Segment Start: Supplied records
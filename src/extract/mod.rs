//! Type and method extraction over a module registry
//!
//! The extractor answers the questions the interactive session asks of a
//! module: which types can be documented, which methods a type exposes under a
//! visibility mask, and where each method's override chain is rooted.
//!
//! # Method lists
//!
//! A type's method list starts with the methods it declares, in declaration
//! order, followed by the instance methods it inherits from in-module base
//! types (nearest base first). Private and static base methods are not
//! inherited, and a base method is hidden once a more-derived method with the
//! same signature has been listed.

pub mod signature;

use bitflags::bitflags;
use tracing::debug;

use crate::record::MethodFact;
use crate::registry::{Dispatch, MethodDef, ModuleInfo, TypeDef};

bitflags! {
    /// Which methods a method list should contain.
    ///
    /// A method is admitted when both its visibility bit and its storage bit
    /// are set: `PUBLIC` alone admits nothing.
    #[derive(Debug, Clone, Copy, PartialEq, Eq, Hash)]
    pub struct MethodFilter: u8 {
        const PUBLIC = 1;
        const NON_PUBLIC = 1 << 1;
        const INSTANCE = 1 << 2;
        const STATIC = 1 << 3;
    }
}

impl MethodFilter {
    /// Every visibility, instance methods only.
    pub fn instance_members() -> Self {
        Self::PUBLIC | Self::NON_PUBLIC | Self::INSTANCE
    }

    /// Whether `method` passes this filter.
    pub fn admits(self, method: &MethodDef) -> bool {
        let visibility = if method.visibility.is_public() {
            Self::PUBLIC
        } else {
            Self::NON_PUBLIC
        };
        let storage = if method.is_static {
            Self::STATIC
        } else {
            Self::INSTANCE
        };
        self.contains(visibility | storage)
    }
}

/// One method as seen from a particular type's method list.
#[derive(Debug, Clone, Copy)]
pub struct MethodHandle<'m> {
    /// The type whose method list produced this handle
    pub reflected: &'m TypeDef,
    /// The type that declares the method
    pub declaring: &'m TypeDef,
    pub def: &'m MethodDef,
}

impl<'m> MethodHandle<'m> {
    pub fn name(&self) -> &'m str {
        &self.def.name
    }

    pub fn is_public(&self) -> bool {
        self.def.visibility.is_public()
    }

    /// True for methods declared by a base type of the reflected type.
    pub fn is_inherited(&self) -> bool {
        !std::ptr::eq(self.reflected, self.declaring)
    }
}

/// The 1-indexed list of documentable types offered to the operator.
#[derive(Debug, Clone)]
pub struct Catalogue<'m> {
    entries: Vec<&'m TypeDef>,
}

impl<'m> Catalogue<'m> {
    pub fn len(&self) -> usize {
        self.entries.len()
    }

    pub fn is_empty(&self) -> bool {
        self.entries.is_empty()
    }

    /// Type at 1-based `index`.
    pub fn get(&self, index: usize) -> Option<&'m TypeDef> {
        index
            .checked_sub(1)
            .and_then(|i| self.entries.get(i))
            .copied()
    }

    /// Menu number of the "print all methods" entry.
    pub fn print_all_option(&self) -> usize {
        self.entries.len() + 1
    }

    /// `(index, type)` pairs in menu order.
    pub fn iter(&self) -> impl Iterator<Item = (usize, &'m TypeDef)> + '_ {
        self.entries.iter().enumerate().map(|(i, ty)| (i + 1, *ty))
    }
}

/// Read-only queries over one module.
#[derive(Debug, Clone, Copy)]
pub struct Extractor<'m> {
    module: &'m ModuleInfo,
}

impl<'m> Extractor<'m> {
    pub fn new(module: &'m ModuleInfo) -> Self {
        Self { module }
    }

    /// Types that are not compiler generated, in module order.
    pub fn documentable_types(&self) -> impl Iterator<Item = &'m TypeDef> + 'm {
        self.module.types.iter().filter(|ty| !ty.compiler_generated)
    }

    /// Build the menu catalogue: documentable types numbered from 1.
    pub fn list_types(&self) -> Catalogue<'m> {
        let entries: Vec<&TypeDef> = self.documentable_types().collect();
        debug!(
            module = %self.module.name,
            total = self.module.types.len(),
            listed = entries.len(),
            "built type catalogue"
        );
        Catalogue { entries }
    }

    /// Methods of `ty` admitted by `filter`, own methods first.
    pub fn list_methods(&self, ty: &'m TypeDef, filter: MethodFilter) -> Vec<MethodHandle<'m>> {
        let mut methods: Vec<MethodHandle<'m>> = ty
            .methods
            .iter()
            .filter(|def| filter.admits(def))
            .map(|def| MethodHandle {
                reflected: ty,
                declaring: ty,
                def,
            })
            .collect();

        let mut seen: Vec<&MethodDef> = ty.methods.iter().collect();
        for base in self.module.ancestors(ty) {
            for def in &base.methods {
                if def.is_static || !def.visibility.is_inherited() {
                    continue;
                }
                if seen.iter().any(|s| s.same_signature(def)) {
                    continue;
                }
                seen.push(def);
                if filter.admits(def) {
                    methods.push(MethodHandle {
                        reflected: ty,
                        declaring: base,
                        def,
                    });
                }
            }
        }

        methods
    }

    /// The root declaration of `method`'s override chain.
    ///
    /// Non-overriding methods are their own base definition. An override
    /// resolves to the nearest in-module `virtual` with the same signature;
    /// `None` when the chain leaves the module before reaching it.
    pub fn base_definition(&self, method: &MethodHandle<'m>) -> Option<MethodHandle<'m>> {
        if method.def.dispatch != Dispatch::Override {
            return Some(MethodHandle {
                reflected: method.declaring,
                ..*method
            });
        }

        for base in self.module.ancestors(method.declaring) {
            let slot = base.methods.iter().find(|def| {
                !def.is_static && def.is_virtual() && def.same_signature(method.def)
            });
            if let Some(def) = slot {
                if def.dispatch == Dispatch::Virtual {
                    return Some(MethodHandle {
                        reflected: base,
                        declaring: base,
                        def,
                    });
                }
            }
        }
        None
    }

    /// True when the base definition lives on a different type than the method.
    pub fn is_override(&self, method: &MethodHandle<'m>) -> bool {
        self.base_definition(method)
            .is_some_and(|base| !std::ptr::eq(base.declaring, method.declaring))
    }

    /// Override facts for `methods`, skipping any whose names cannot be resolved.
    pub fn describe_overrides(&self, methods: &[MethodHandle<'m>]) -> Vec<MethodFact> {
        methods
            .iter()
            .filter_map(|method| {
                let Some(base) = self.base_definition(method) else {
                    debug!(
                        type_name = %method.reflected.name,
                        method = %method.def.name,
                        "skipping method with unresolvable base definition"
                    );
                    return None;
                };
                if method.reflected.name.is_empty() || base.declaring.name.is_empty() {
                    debug!(method = %method.def.name, "skipping method with unnamed type");
                    return None;
                }
                Some(MethodFact {
                    declaring_type_name: method.reflected.name.clone(),
                    method_name: method.def.name.clone(),
                    base_declaring_type_name: base.declaring.name.clone(),
                    is_override: !std::ptr::eq(base.declaring, method.declaring),
                    is_public: method.is_public(),
                })
            })
            .collect()
    }
}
Segment End: Supplied records
- Activity
Take the entries above and transcribe them in full.

- Answer to the problem
filename src/extract/mod.rs
//! Type and method extraction over a module registry
//!
//! The extractor answers the questions the interactive session asks of a
//! module: which types can be documented, which methods a type exposes under a
//! visibility mask, and where each method's override chain is rooted.
//!
//! # Method lists
//!
//! A type's method list starts with the methods it declares, in declaration
//! order, followed by the instance methods it inherits from in-module base
//! types (nearest base first). Private and static base methods are not
//! inherited, and a base method is hidden once a more-derived method with the
//! same signature has been listed.

pub mod signature;

use bitflags::bitflags;
use tracing::debug;

use crate::record::MethodFact;
use crate::registry::{Dispatch, MethodDef, ModuleInfo, TypeDef};

bitflags! {
    /// Which methods a method list should contain.
    ///
    /// A method is admitted when both its visibility bit and its storage bit
    /// are set: `PUBLIC` alone admits nothing.
    #[derive(Debug, Clone, Copy, PartialEq, Eq, Hash)]
    pub struct MethodFilter: u8 {
        const PUBLIC = 1;
        const NON_PUBLIC = 1 << 1;
        const INSTANCE = 1 << 2;
        const STATIC = 1 << 3;
    }
}

impl MethodFilter {
    /// Every visibility, instance methods only.
    pub fn instance_members() -> Self {
        Self::PUBLIC | Self::NON_PUBLIC | Self::INSTANCE
    }

    /// Whether `method` passes this filter.
    pub fn admits(self, method: &MethodDef) -> bool {
        let visibility = if method.visibility.is_public() {
            Self::PUBLIC
        } else {
            Self::NON_PUBLIC
        };
        let storage = if method.is_static {
            Self::STATIC
        } else {
            Self::INSTANCE
        };
        self.contains(visibility | storage)
    }
}

/// One method as seen from a particular type's method list.
#[derive(Debug, Clone, Copy)]
pub struct MethodHandle<'m> {
    /// The type whose method list produced this handle
    pub reflected: &'m TypeDef,
    /// The type that declares the method
    pub declaring: &'m TypeDef,
    pub def: &'m MethodDef,
}

impl<'m> MethodHandle<'m> {
    pub fn name(&self) -> &'m str {
        &self.def.name
    }

    pub fn is_public(&self) -> bool {
        self.def.visibility.is_public()
    }

    /// True for methods declared by a base type of the reflected type.
    pub fn is_inherited(&self) -> bool {
        !std::ptr::eq(self.reflected, self.declaring)
    }
}

/// The 1-indexed list of documentable types offered to the operator.
#[derive(Debug, Clone)]
pub struct Catalogue<'m> {
    entries: Vec<&'m TypeDef>,
}

impl<'m> Catalogue<'m> {
    pub fn len(&self) -> usize {
        self.entries.len()
    }

    pub fn is_empty(&self) -> bool {
        self.entries.is_empty()
    }

    /// Type at 1-based `index`.
    pub fn get(&self, index: usize) -> Option<&'m TypeDef> {
        index
            .checked_sub(1)
            .and_then(|i| self.entries.get(i))
            .copied()
    }

    /// Menu number of the "print all methods" entry.
    pub fn print_all_option(&self) -> usize {
        self.entries.len() + 1
    }

    /// `(index, type)` pairs in menu order.
    pub fn iter(&self) -> impl Iterator<Item = (usize, &'m TypeDef)> + '_ {
        self.entries.iter().enumerate().map(|(i, ty)| (i + 1, *ty))
    }
}

/// Read-only queries over one module.
#[derive(Debug, Clone, Copy)]
pub struct Extractor<'m> {
    module: &'m ModuleInfo,
}

impl<'m> Extractor<'m> {
    pub fn new(module: &'m ModuleInfo) -> Self {
        Self { module }
    }

    /// Types that are not compiler generated, in module order.
    pub fn documentable_types(&self) -> impl Iterator<Item = &'m TypeDef> + 'm {
        self.module.types.iter().filter(|ty| !ty.compiler_generated)
    }

    /// Build the menu catalogue: documentable types numbered from 1.
    pub fn list_types(&self) -> Catalogue<'m> {
        let entries: Vec<&TypeDef> = self.documentable_types().collect();
        debug!(
            module = %self.module.name,
            total = self.module.types.len(),
            listed = entries.len(),
            "built type catalogue"
        );
        Catalogue { entries }
    }

    /// Methods of `ty` admitted by `filter`, own methods first.
    pub fn list_methods(&self, ty: &'m TypeDef, filter: MethodFilter) -> Vec<MethodHandle<'m>> {
        let mut methods: Vec<MethodHandle<'m>> = ty
            .methods
            .iter()
            .filter(|def| filter.admits(def))
            .map(|def| MethodHandle {
                reflected: ty,
                declaring: ty,
                def,
            })
            .collect();

        let mut seen: Vec<&MethodDef> = ty.methods.iter().collect();
        for base in self.module.ancestors(ty) {
            for def in &base.methods {
                if def.is_static || !def.visibility.is_inherited() {
                    continue;
                }
                if seen.iter().any(|s| s.same_signature(def)) {
                    continue;
                }
                seen.push(def);
                if filter.admits(def) {
                    methods.push(MethodHandle {
                        reflected: ty,
                        declaring: base,
                        def,
                    });
                }
            }
        }

        methods
    }

    /// The root declaration of `method`'s override chain.
    ///
    /// Non-overriding methods are their own base definition. An override
    /// resolves to the nearest in-module `virtual` with the same signature;
    /// `None` when the chain leaves the module before reaching it.
    pub fn base_definition(&self, method: &MethodHandle<'m>) -> Option<MethodHandle<'m>> {
        if method.def.dispatch != Dispatch::Override {
            return Some(MethodHandle {
                reflected: method.declaring,
                ..*method
            });
        }

        for base in self.module.ancestors(method.declaring) {
            let slot = base.methods.iter().find(|def| {
                !def.is_static && def.is_virtual() && def.same_signature(method.def)
            });
            if let Some(def) = slot {
                if def.dispatch == Dispatch::Virtual {
                    return Some(MethodHandle {
                        reflected: base,
                        declaring: base,
                        def,
                    });
                }
            }
        }
        None
    }

    /// True when the base definition lives on a different type than the method.
    pub fn is_override(&self, method: &MethodHandle<'m>) -> bool {
        self.base_definition(method)
            .is_some_and(|base| !std::ptr::eq(base.declaring, method.declaring))
    }

    /// Override facts for `methods`, skipping any whose names cannot be resolved.
    pub fn describe_overrides(&self, methods: &[MethodHandle<'m>]) -> Vec<MethodFact> {
        methods
            .iter()
            .filter_map(|method| {
                let Some(base) = self.base_definition(method) else {
                    debug!(
                        type_name = %method.reflected.name,
                        method = %method.def.name,
                        "skipping method with unresolvable base definition"
                    );
                    return None;
                };
                if method.reflected.name.is_empty() || base.declaring.name.is_empty() {
                    debug!(method = %method.def.name, "skipping method with unnamed type");
                    return None;
                }
                Some(MethodFact {
                    declaring_type_name: method.reflected.name.clone(),
                    method_name: method.def.name.clone(),
                    base_declaring_type_name: base.declaring.name.clone(),
                    is_override: !std::ptr::eq(base.declaring, method.declaring),
                    is_public: method.is_public(),
                })
            })
            .collect()
    }
}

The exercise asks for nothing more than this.